• RECORDS SHOWN:
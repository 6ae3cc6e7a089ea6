use std::path::PathBuf;

use clap::{Args, Parser, Subcommand};
use vmdisk::{DiskOpsOptions, VmId};

use crate::commands::create_plugin::CreatePluginArgs;
use crate::commands::export_guest::ExportGuestArgs;
use crate::commands::export_plugin::ExportPluginArgs;
use crate::commands::import_guest::ImportGuestArgs;
use crate::commands::seek_table::SeekTableArgs;

/// Default per-step I/O budget (8 MiB).
const DEFAULT_IO_LIMIT: u64 = 8 * 1024 * 1024;

#[derive(Parser, Debug)]
#[command(name = "vmdisk", version, about = "Create, export and import VM disk images")]
pub struct Cli {
    #[command(flatten)]
    pub global: GlobalFlags,

    #[command(subcommand)]
    pub command: Commands,
}

#[derive(Subcommand, Debug)]
pub enum Commands {
    /// Export a guest VM disk image into a seekable zstd container
    ExportGuest(ExportGuestArgs),

    /// Export a plugin VM directory (or file) into a ZIP archive
    ExportPlugin(ExportPluginArgs),

    /// Import a guest VM disk image from a zstd or ZIP container
    ImportGuest(ImportGuestArgs),

    /// Create a plugin VM directory from an install image
    CreatePlugin(CreatePluginArgs),

    /// Print the seek table of a seekable zstd container as JSON
    SeekTable(SeekTableArgs),
}

#[derive(Args, Debug)]
pub struct GlobalFlags {
    /// JSON file with operation options
    #[arg(long, global = true, env = "VMDISK_CONFIG")]
    pub config: Option<PathBuf>,

    /// Bytes of work per step before yielding
    #[arg(
        long,
        global = true,
        default_value_t = DEFAULT_IO_LIMIT,
        value_parser = clap::value_parser!(u64).range(1..)
    )]
    pub io_limit: u64,

    /// Milliseconds between progress reports
    #[arg(long, global = true, default_value_t = 1000)]
    pub progress_interval: u64,

    /// Write logs to a daily-rotated file in this directory
    #[arg(long, global = true)]
    pub log_dir: Option<PathBuf>,

    /// Print the final operation state as JSON
    #[arg(long, global = true)]
    pub json: bool,
}

impl GlobalFlags {
    /// Options from `--config`, or defaults.
    pub fn load_options(&self) -> anyhow::Result<DiskOpsOptions> {
        match &self.config {
            Some(path) => Ok(DiskOpsOptions::load(path)?),
            None => Ok(DiskOpsOptions::default()),
        }
    }
}

/// Identifies the VM an operation belongs to.
#[derive(Args, Debug)]
pub struct VmArgs {
    /// Owner of the VM
    #[arg(long, default_value = "local")]
    pub owner_id: String,

    /// Name of the VM
    #[arg(long)]
    pub vm_name: String,
}

impl VmArgs {
    pub fn vm_id(&self) -> VmId {
        VmId::new(self.owner_id.clone(), self.vm_name.clone())
    }
}
use std::path::{Path, PathBuf};

use clap::Args;
use vmdisk::{PluginVmCreateOperation, PluginVmHost, VmDiskResult, VmId};

use super::{drive, open_input};
use crate::cli::VmArgs;

#[derive(Args, Debug)]
pub struct CreatePluginArgs {
    #[command(flatten)]
    pub vm: VmArgs,

    /// Install image to copy into the new VM directory
    pub install_image: PathBuf,

    /// Directory to create for the VM (must not exist)
    #[arg(long)]
    pub vm_dir: PathBuf,
}

/// Host without a plugin VM manager: records each step in the log.
struct LoggingHost;

impl PluginVmHost for LoggingHost {
    fn create_vm(&mut self, vm: &VmId, vm_dir: &Path) -> VmDiskResult<()> {
        tracing::info!(vm = %vm, dir = %vm_dir.display(), "create_vm");
        Ok(())
    }

    fn attach_install_image(&mut self, vm: &VmId, image: &Path) -> VmDiskResult<()> {
        tracing::info!(vm = %vm, image = %image.display(), "attach_install_image");
        Ok(())
    }

    fn attach_tools(&mut self, vm: &VmId) -> VmDiskResult<()> {
        tracing::info!(vm = %vm, "attach_tools");
        Ok(())
    }

    fn delete_vm(&mut self, vm: &VmId) -> VmDiskResult<()> {
        tracing::info!(vm = %vm, "delete_vm");
        Ok(())
    }
}

pub async fn execute(
    args: CreatePluginArgs,
    global: &crate::cli::GlobalFlags,
) -> anyhow::Result<()> {
    let options = global.load_options()?;
    let source = open_input(&args.install_image)?;

    let op = PluginVmCreateOperation::create(
        args.vm.vm_id(),
        source,
        args.vm_dir,
        Box::new(LoggingHost),
        &options,
    );
    drive(op, global).await
}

• ACTIVITY: A precise copy of all the records is needed.

• RESPONSE:
repository 6ae3cc6e7a089ea6
use std::path::PathBuf;

use clap::{Args, Parser, Subcommand};
use vmdisk::{DiskOpsOptions, VmId};

use crate::commands::create_plugin::CreatePluginArgs;
use crate::commands::export_guest::ExportGuestArgs;
use crate::commands::export_plugin::ExportPluginArgs;
use crate::commands::import_guest::ImportGuestArgs;
use crate::commands::seek_table::SeekTableArgs;

/// Default per-step I/O budget (8 MiB).
const DEFAULT_IO_LIMIT: u64 = 8 * 1024 * 1024;

#[derive(Parser, Debug)]
#[command(name = "vmdisk", version, about = "Create, export and import VM disk images")]
pub struct Cli {
    #[command(flatten)]
    pub global: GlobalFlags,

    #[command(subcommand)]
    pub command: Commands,
}

#[derive(Subcommand, Debug)]
pub enum Commands {
    /// Export a guest VM disk image into a seekable zstd container
    ExportGuest(ExportGuestArgs),

    /// Export a plugin VM directory (or file) into a ZIP archive
    ExportPlugin(ExportPluginArgs),

    /// Import a guest VM disk image from a zstd or ZIP container
    ImportGuest(ImportGuestArgs),

    /// Create a plugin VM directory from an install image
    CreatePlugin(CreatePluginArgs),

    /// Print the seek table of a seekable zstd container as JSON
    SeekTable(SeekTableArgs),
}

#[derive(Args, Debug)]
pub struct GlobalFlags {
    /// JSON file with operation options
    #[arg(long, global = true, env = "VMDISK_CONFIG")]
    pub config: Option<PathBuf>,

    /// Bytes of work per step before yielding
    #[arg(
        long,
        global = true,
        default_value_t = DEFAULT_IO_LIMIT,
        value_parser = clap::value_parser!(u64).range(1..)
    )]
    pub io_limit: u64,

    /// Milliseconds between progress reports
    #[arg(long, global = true, default_value_t = 1000)]
    pub progress_interval: u64,

    /// Write logs to a daily-rotated file in this directory
    #[arg(long, global = true)]
    pub log_dir: Option<PathBuf>,

    /// Print the final operation state as JSON
    #[arg(long, global = true)]
    pub json: bool,
}

impl GlobalFlags {
    /// Options from `--config`, or defaults.
    pub fn load_options(&self) -> anyhow::Result<DiskOpsOptions> {
        match &self.config {
            Some(path) => Ok(DiskOpsOptions::load(path)?),
            None => Ok(DiskOpsOptions::default()),
        }
    }
}

/// Identifies the VM an operation belongs to.
#[derive(Args, Debug)]
pub struct VmArgs {
    /// Owner of the VM
    #[arg(long, default_value = "local")]
    pub owner_id: String,

    /// Name of the VM
    #[arg(long)]
    pub vm_name: String,
}

impl VmArgs {
    pub fn vm_id(&self) -> VmId {
        VmId::new(self.owner_id.clone(), self.vm_name.clone())
    }
}
use std::path::{Path, PathBuf};

use clap::Args;
use vmdisk::{PluginVmCreateOperation, PluginVmHost, VmDiskResult, VmId};

use super::{drive, open_input};
use crate::cli::VmArgs;

#[derive(Args, Debug)]
pub struct CreatePluginArgs {
    #[command(flatten)]
    pub vm: VmArgs,

    /// Install image to copy into the new VM directory
    pub install_image: PathBuf,

    /// Directory to create for the VM (must not exist)
    #[arg(long)]
    pub vm_dir: PathBuf,
}

/// Host without a plugin VM manager: records each step in the log.
struct LoggingHost;

impl PluginVmHost for LoggingHost {
    fn create_vm(&mut self, vm: &VmId, vm_dir: &Path) -> VmDiskResult<()> {
        tracing::info!(vm = %vm, dir = %vm_dir.display(), "create_vm");
        Ok(())
    }

    fn attach_install_image(&mut self, vm: &VmId, image: &Path) -> VmDiskResult<()> {
        tracing::info!(vm = %vm, image = %image.display(), "attach_install_image");
        Ok(())
    }

    fn attach_tools(&mut self, vm: &VmId) -> VmDiskResult<()> {
        tracing::info!(vm = %vm, "attach_tools");
        Ok(())
    }

    fn delete_vm(&mut self, vm: &VmId) -> VmDiskResult<()> {
        tracing::info!(vm = %vm, "delete_vm");
        Ok(())
    }
}

pub async fn execute(
    args: CreatePluginArgs,
    global: &crate::cli::GlobalFlags,
) -> anyhow::Result<()> {
    let options = global.load_options()?;
    let source = open_input(&args.install_image)?;

    let op = PluginVmCreateOperation::create(
        args.vm.vm_id(),
        source,
        args.vm_dir,
        Box::new(LoggingHost),
        &options,
    );
    drive(op, global).await
}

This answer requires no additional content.